Essentially, this is a love story but told through the veil of a psychiatrist's case study. I found the narrator, Dr MacBride, a sympathetic voice and his patient, Elizabeth, a haunting character who begins quite palely and then grows in significance both for the narrator and for us.
I also loved the scenes in Rome, which I know well, and are done very authentically, and aptly, and the descriptions of Caravaggio's paintings are masterly. Salley Vickers is an erudite author who wears her erudtion very lightly. Yet you feel there is real authority here. She isn't like any other living writer I know. The novel had shades of Graham Greene's 'The End of the Affair', though it is much freer and the end is more human and more satisfying.

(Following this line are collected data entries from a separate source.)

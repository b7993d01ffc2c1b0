use url::Url;

/// One configured calendar source. The name is the registry key.
#[derive(Debug, Clone, PartialEq, Eq)]
pub struct Feed {
    pub name: String,
    pub url: Url,
    pub color: Option<String>,
    pub icon: Option<String>,
    pub credentials: Option<Credentials>,
}

impl Feed {
    pub fn new(name: impl Into<String>, url: Url) -> Self {
        Self {
            name: name.into(),
            url,
            color: None,
            icon: None,
            credentials: None,
        }
    }

    /// The URL actually requested. `webcal://` subscriptions are served over https.
    pub fn fetch_url(&self) -> String {
        match self.url.as_str().strip_prefix("webcal://") {
            Some(rest) => format!("https://{rest}"),
            None => self.url.to_string(),
        }
    }
}

#[derive(Clone, PartialEq, Eq)]
pub enum Credentials {
    Basic(String, String),
    Bearer(String),
}

impl core::fmt::Debug for Credentials {
    fn fmt(&self, f: &mut std::fmt::Formatter<'_>) -> std::fmt::Result {
        f.write_str("<hidden>")
    }
}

I enjoyed everything about this book. The conversations were convincing, the material about psychotherapy (and I've met a lot of psychotherapists!) believable and fascinating, the descriptions of art and of the life of Caravaggio impeccably researched without being dry. Elizabeth and David were compelling and likeable characters, even if one did want to shout at Elizabeth occasionally for not walking out immediately on her appalling family. And there were a marvellous cast of more minor characters, including David's fellow pyschotherapist Cathy, the art historian Thomas and various of David's patients. Plus there were some exquisite descriptions of Italy. I really entered into the characters' lives and dilemmas in this book and felt quite bereft when I'd finished it. I have 'Dancing Backwards' and 'Aphrodite's Hat' to read next and can't wait.